**PROBLEM TO WORK ON**: Write out, word for word, only the lines from the one with "coordinate's reference frame." to the end of the data below.

-=-=-=-=-

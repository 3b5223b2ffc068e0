// SPDX-FileCopyrightText: 2026 ArcheBase
//
// SPDX-License-Identifier: MulanPSL-2.0

//! Per-kind schema descriptors.
//!
//! A [`SchemaDescriptor`] lists what an instance of one model kind must
//! declare: coordinates, data variables (with their dimension lists, element
//! type class and units requirement), attributes and related models, plus
//! cross-model consistency checks.

use crate::core::{AttrValue, DType, ModelKind};

/// Accepted element types for a data variable.
#[derive(Debug, Clone, Copy, PartialEq, Eq)]
pub enum DTypeClass {
    /// `float32` / `float64`
    Real,
    /// `complex64` / `complex128`
    Complex,
    /// Real or complex floating point
    Floating,
    /// Any integer width
    Integer,
    /// Integers or booleans
    FlagLike,
    /// Strings
    Text,
    /// No constraint
    Any,
}

impl DTypeClass {
    pub fn accepts(&self, dtype: DType) -> bool {
        match self {
            DTypeClass::Real => dtype.is_float(),
            DTypeClass::Complex => dtype.is_complex(),
            DTypeClass::Floating => dtype.is_float() || dtype.is_complex(),
            DTypeClass::Integer => dtype.is_integer(),
            DTypeClass::FlagLike => dtype.is_integer() || dtype == DType::Bool,
            DTypeClass::Text => dtype == DType::String,
            DTypeClass::Any => true,
        }
    }

    pub fn describe(&self) -> &'static str {
        match self {
            DTypeClass::Real => "real floating point",
            DTypeClass::Complex => "complex",
            DTypeClass::Floating => "real or complex floating point",
            DTypeClass::Integer => "integer",
            DTypeClass::FlagLike => "integer or bool",
            DTypeClass::Text => "string",
            DTypeClass::Any => "any",
        }
    }
}

/// Expected shape of an attribute value.
#[derive(Debug, Clone, Copy, PartialEq, Eq)]
pub enum AttrKind {
    String,
    Number,
    Bool,
    Map,
    List,
    Array,
    Any,
}

impl AttrKind {
    pub fn accepts(&self, value: &AttrValue) -> bool {
        matches!(
            (self, value),
            (AttrKind::Any, _)
                | (AttrKind::String, AttrValue::String(_))
                | (AttrKind::Number, AttrValue::Int(_) | AttrValue::Float(_))
                | (AttrKind::Bool, AttrValue::Bool(_))
                | (AttrKind::Map, AttrValue::Map(_))
                | (AttrKind::List, AttrValue::List(_))
                | (AttrKind::Array, AttrValue::Array(_))
        )
    }
}

/// A data variable the schema knows about.
#[derive(Debug, Clone, PartialEq, Eq)]
pub struct VariableSpec {
    pub name: String,
    /// Exact, ordered dimension list
    pub dims: Vec<String>,
    pub dtype: DTypeClass,
    pub required: bool,
    /// Canonical unit; when set the variable must carry a `units` attribute
    pub units: Option<String>,
}

/// A model-level attribute the schema knows about.
#[derive(Debug, Clone, PartialEq, Eq)]
pub struct AttributeSpec {
    pub name: String,
    pub kind: AttrKind,
    pub required: bool,
}

/// A related model embedded under a name.
#[derive(Debug, Clone, PartialEq, Eq)]
pub struct RelationSpec {
    pub name: String,
    pub kind: ModelKind,
    pub required: bool,
}

/// Consistency rule spanning a model and one of its related models.
#[derive(Debug, Clone, PartialEq, Eq)]
pub enum CrossCheck {
    /// Every value of an integer variable indexes into an axis of the related model
    IndicesWithin {
        variable: String,
        relation: String,
        axis: String,
    },
    /// An axis has the same length as an axis of the related model
    AxisLengthMatches {
        axis: String,
        relation: String,
        related_axis: String,
    },
}

/// Full schema of one model kind.
#[derive(Debug, Clone, PartialEq, Eq)]
pub struct SchemaDescriptor {
    pub kind: ModelKind,
    /// Coordinates every instance must declare
    pub coordinates: Vec<String>,
    pub variables: Vec<VariableSpec>,
    pub attributes: Vec<AttributeSpec>,
    pub relations: Vec<RelationSpec>,
    pub cross_checks: Vec<CrossCheck>,
}

impl SchemaDescriptor {
    /// Start an empty descriptor for a kind.
    pub fn new(kind: ModelKind) -> Self {
        Self {
            kind,
            coordinates: Vec::new(),
            variables: Vec::new(),
            attributes: Vec::new(),
            relations: Vec::new(),
            cross_checks: Vec::new(),
        }
    }

    pub fn coordinate(mut self, name: &str) -> Self {
        self.coordinates.push(name.to_string());
        self
    }

    pub fn coordinates(mut self, names: &[&str]) -> Self {
        self.coordinates.extend(names.iter().map(|n| n.to_string()));
        self
    }

    /// Declare a required variable.
    pub fn variable(self, name: &str, dims: &[&str], dtype: DTypeClass, units: Option<&str>) -> Self {
        self.push_variable(name, dims, dtype, units, true)
    }

    /// Declare an optional variable.
    pub fn optional_variable(
        self,
        name: &str,
        dims: &[&str],
        dtype: DTypeClass,
        units: Option<&str>,
    ) -> Self {
        self.push_variable(name, dims, dtype, units, false)
    }

    fn push_variable(
        mut self,
        name: &str,
        dims: &[&str],
        dtype: DTypeClass,
        units: Option<&str>,
        required: bool,
    ) -> Self {
        self.variables.push(VariableSpec {
            name: name.to_string(),
            dims: dims.iter().map(|d| d.to_string()).collect(),
            dtype,
            required,
            units: units.map(str::to_string),
        });
        self
    }

    pub fn attribute(mut self, name: &str, kind: AttrKind, required: bool) -> Self {
        self.attributes.push(AttributeSpec {
            name: name.to_string(),
            kind,
            required,
        });
        self
    }

    pub fn relation(mut self, name: &str, kind: ModelKind, required: bool) -> Self {
        self.relations.push(RelationSpec {
            name: name.to_string(),
            kind,
            required,
        });
        self
    }

    pub fn cross_check(mut self, check: CrossCheck) -> Self {
        self.cross_checks.push(check);
        self
    }

    pub fn variable_spec(&self, name: &str) -> Option<&VariableSpec> {
        self.variables.iter().find(|v| v.name == name)
    }

    pub fn attribute_spec(&self, name: &str) -> Option<&AttributeSpec> {
        self.attributes.iter().find(|a| a.name == name)
    }

    pub fn relation_spec(&self, name: &str) -> Option<&RelationSpec> {
        self.relations.iter().find(|r| r.name == name)
    }

    /// Built-in descriptor for a kind.
    pub fn standard(kind: ModelKind) -> Self {
        use DTypeClass::*;

        const VIS_DIMS: &[&str] = &["time", "baselines", "frequency", "polarisation"];
        const GAIN_DIMS: &[&str] = &["time", "antenna", "frequency", "receptor1", "receptor2"];

        match kind {
            ModelKind::Visibility => Self::new(kind)
                .coordinates(&["time", "baselines", "frequency", "polarisation", "spatial"])
                .variable("vis", VIS_DIMS, Complex, Some("Jy"))
                .variable("weight", VIS_DIMS, Real, None)
                .variable("flags", VIS_DIMS, FlagLike, None)
                .variable("uvw", &["time", "baselines", "spatial"], Real, Some("m"))
                .variable("antenna1", &["baselines"], Integer, None)
                .variable("antenna2", &["baselines"], Integer, None)
                .variable("integration_time", &["time"], Real, Some("s"))
                .variable("channel_bandwidth", &["frequency"], Real, Some("Hz"))
                .attribute(POLARISATION_FRAME_ATTR, AttrKind::String, true)
                .attribute("phasecentre", AttrKind::Map, true)
                .attribute("source", AttrKind::String, false)
                .attribute("meta", AttrKind::Map, false)
                .relation("configuration", ModelKind::Configuration, true)
                .cross_check(CrossCheck::IndicesWithin {
                    variable: "antenna1".into(),
                    relation: "configuration".into(),
                    axis: "id".into(),
                })
                .cross_check(CrossCheck::IndicesWithin {
                    variable: "antenna2".into(),
                    relation: "configuration".into(),
                    axis: "id".into(),
                }),
            ModelKind::Image => Self::new(kind)
                .coordinates(&["frequency", "polarisation", "y", "x"])
                .variable(
                    "pixels",
                    &["frequency", "polarisation", "y", "x"],
                    Real,
                    Some("Jy/beam"),
                )
                .attribute(POLARISATION_FRAME_ATTR, AttrKind::String, true)
                .attribute("wcs", AttrKind::Map, true)
                .attribute("clean_beam", AttrKind::Map, false),
            ModelKind::GridData => Self::new(kind)
                .coordinates(&["frequency", "polarisation", "v", "u"])
                .variable(
                    "pixels",
                    &["frequency", "polarisation", "v", "u"],
                    Floating,
                    Some("Jy"),
                )
                .attribute(POLARISATION_FRAME_ATTR, AttrKind::String, true)
                .attribute("grid_wcs", AttrKind::Map, true),
            ModelKind::SkyComponent => Self::new(kind)
                .coordinates(&["frequency", "polarisation"])
                .variable("flux", &["frequency", "polarisation"], Real, Some("Jy"))
                .attribute(POLARISATION_FRAME_ATTR, AttrKind::String, true)
                .attribute("direction", AttrKind::Map, true)
                .attribute("name", AttrKind::String, true)
                .attribute("shape", AttrKind::String, true)
                .attribute("params", AttrKind::Map, false),
            ModelKind::Configuration => Self::new(kind)
                .coordinates(&["id", "spatial"])
                .variable("names", &["id"], Text, None)
                .variable("xyz", &["id", "spatial"], Real, Some("m"))
                .variable("diameter", &["id"], Real, Some("m"))
                .variable("mount", &["id"], Text, None)
                .optional_variable("offset", &["id", "spatial"], Real, Some("m"))
                .optional_variable("stations", &["id"], Text, None)
                .optional_variable("vp_type", &["id"], Text, None)
                .attribute("name", AttrKind::String, true)
                .attribute("location", AttrKind::Map, true)
                .attribute(RECEPTOR_FRAME_ATTR, AttrKind::String, true)
                .attribute("frame", AttrKind::String, false),
            ModelKind::GainTable => Self::new(kind)
                .coordinates(&["time", "antenna", "frequency", "receptor1", "receptor2"])
                .variable("gain", GAIN_DIMS, Complex, None)
                .variable("weight", GAIN_DIMS, Real, None)
                .variable(
                    "residual",
                    &["time", "frequency", "receptor1", "receptor2"],
                    Real,
                    None,
                )
                .variable("interval", &["time"], Real, Some("s"))
                .attribute(RECEPTOR_FRAME_ATTR, AttrKind::String, true)
                .attribute("phasecentre", AttrKind::Map, true)
                .attribute("jones_type", AttrKind::String, true)
                .relation("configuration", ModelKind::Configuration, false)
                .cross_check(CrossCheck::AxisLengthMatches {
                    axis: "antenna".into(),
                    relation: "configuration".into(),
                    related_axis: "id".into(),
                }),
            ModelKind::FlagTable => Self::new(kind)
                .coordinates(&["time", "baselines", "frequency", "polarisation"])
                .variable("flags", VIS_DIMS, FlagLike, None)
                .variable("integration_time", &["time"], Real, Some("s"))
                .variable("channel_bandwidth", &["frequency"], Real, Some("Hz"))
                .attribute(POLARISATION_FRAME_ATTR, AttrKind::String, true)
                .relation("configuration", ModelKind::Configuration, false),
        }
    }
}

/// Attribute naming the polarisation frame of the `polarisation` axis.
pub const POLARISATION_FRAME_ATTR: &str = "_polarisation_frame";

/// Attribute naming the receptor frame of the `receptor1`/`receptor2` axes.
pub const RECEPTOR_FRAME_ATTR: &str = "receptor_frame";

/// Attribute key holding a coordinate's or variable's unit.
pub const UNITS_ATTR: &str = "units";

/// Attribute key holding a coordinate's reference frame.
pub const FRAME_ATTR: &str = "frame";

/// Keys the encoders write on every variable node; user attributes may not use them.
pub const RESERVED_VARIABLE_KEYS: &[&str] = &["dims", "dtype"];

#[cfg(test)]
mod tests {
    use super::*;

    #[test]
    fn test_every_kind_has_a_descriptor() {
        for kind in ModelKind::ALL {
            let schema = SchemaDescriptor::standard(kind);
            assert_eq!(schema.kind, kind);
            assert!(!schema.coordinates.is_empty());
            for var in &schema.variables {
                for dim in &var.dims {
                    assert!(
                        schema.coordinates.contains(dim),
                        "{kind}: {} uses undeclared dim {dim}",
                        var.name
                    );
                }
            }
        }
    }

    #[test]
    fn test_dtype_classes() {
        assert!(DTypeClass::Complex.accepts(DType::Complex128));
        assert!(!DTypeClass::Complex.accepts(DType::Float64));
        assert!(DTypeClass::FlagLike.accepts(DType::Bool));
        assert!(DTypeClass::Floating.accepts(DType::Complex64));
        assert!(!DTypeClass::Text.accepts(DType::UInt8));
    }

    #[test]
    fn test_attr_kinds() {
        assert!(AttrKind::Number.accepts(&AttrValue::Int(3)));
        assert!(AttrKind::Number.accepts(&AttrValue::Float(3.0)));
        assert!(!AttrKind::Map.accepts(&AttrValue::String("x".into())));
    }

    #[test]
    fn test_visibility_lookup() {
        let schema = SchemaDescriptor::standard(ModelKind::Visibility);
        assert_eq!(schema.variable_spec("vis").unwrap().units.as_deref(), Some("Jy"));
        assert!(schema.relation_spec("configuration").unwrap().required);
        assert!(schema.attribute_spec("phasecentre").unwrap().required);
    }
}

-=-=-=-=-

**TASK RESPONSE**:
/// Attribute key holding a coordinate's reference frame.
pub const FRAME_ATTR: &str = "frame";

/// Keys the encoders write on every variable node; user attributes may not use them.
pub const RESERVED_VARIABLE_KEYS: &[&str] = &["dims", "dtype"];

#[cfg(test)]
mod tests {
    use super::*;

    #[test]
    fn test_every_kind_has_a_descriptor() {
        for kind in ModelKind::ALL {
            let schema = SchemaDescriptor::standard(kind);
            assert_eq!(schema.kind, kind);
            assert!(!schema.coordinates.is_empty());
            for var in &schema.variables {
                for dim in &var.dims {
                    assert!(
                        schema.coordinates.contains(dim),
                        "{kind}: {} uses undeclared dim {dim}",
                        var.name
                    );
                }
            }
        }
    }

    #[test]
    fn test_dtype_classes() {
        assert!(DTypeClass::Complex.accepts(DType::Complex128));
        assert!(!DTypeClass::Complex.accepts(DType::Float64));
        assert!(DTypeClass::FlagLike.accepts(DType::Bool));
        assert!(DTypeClass::Floating.accepts(DType::Complex64));
        assert!(!DTypeClass::Text.accepts(DType::UInt8));
    }

    #[test]
    fn test_attr_kinds() {
        assert!(AttrKind::Number.accepts(&AttrValue::Int(3)));
        assert!(AttrKind::Number.accepts(&AttrValue::Float(3.0)));
        assert!(!AttrKind::Map.accepts(&AttrValue::String("x".into())));
    }

    #[test]
    fn test_visibility_lookup() {
        let schema = SchemaDescriptor::standard(ModelKind::Visibility);
        assert_eq!(schema.variable_spec("vis").unwrap().units.as_deref(), Some("Jy"));
        assert!(schema.relation_spec("configuration").unwrap().required);
        assert!(schema.attribute_spec("phasecentre").unwrap().required);
    }
}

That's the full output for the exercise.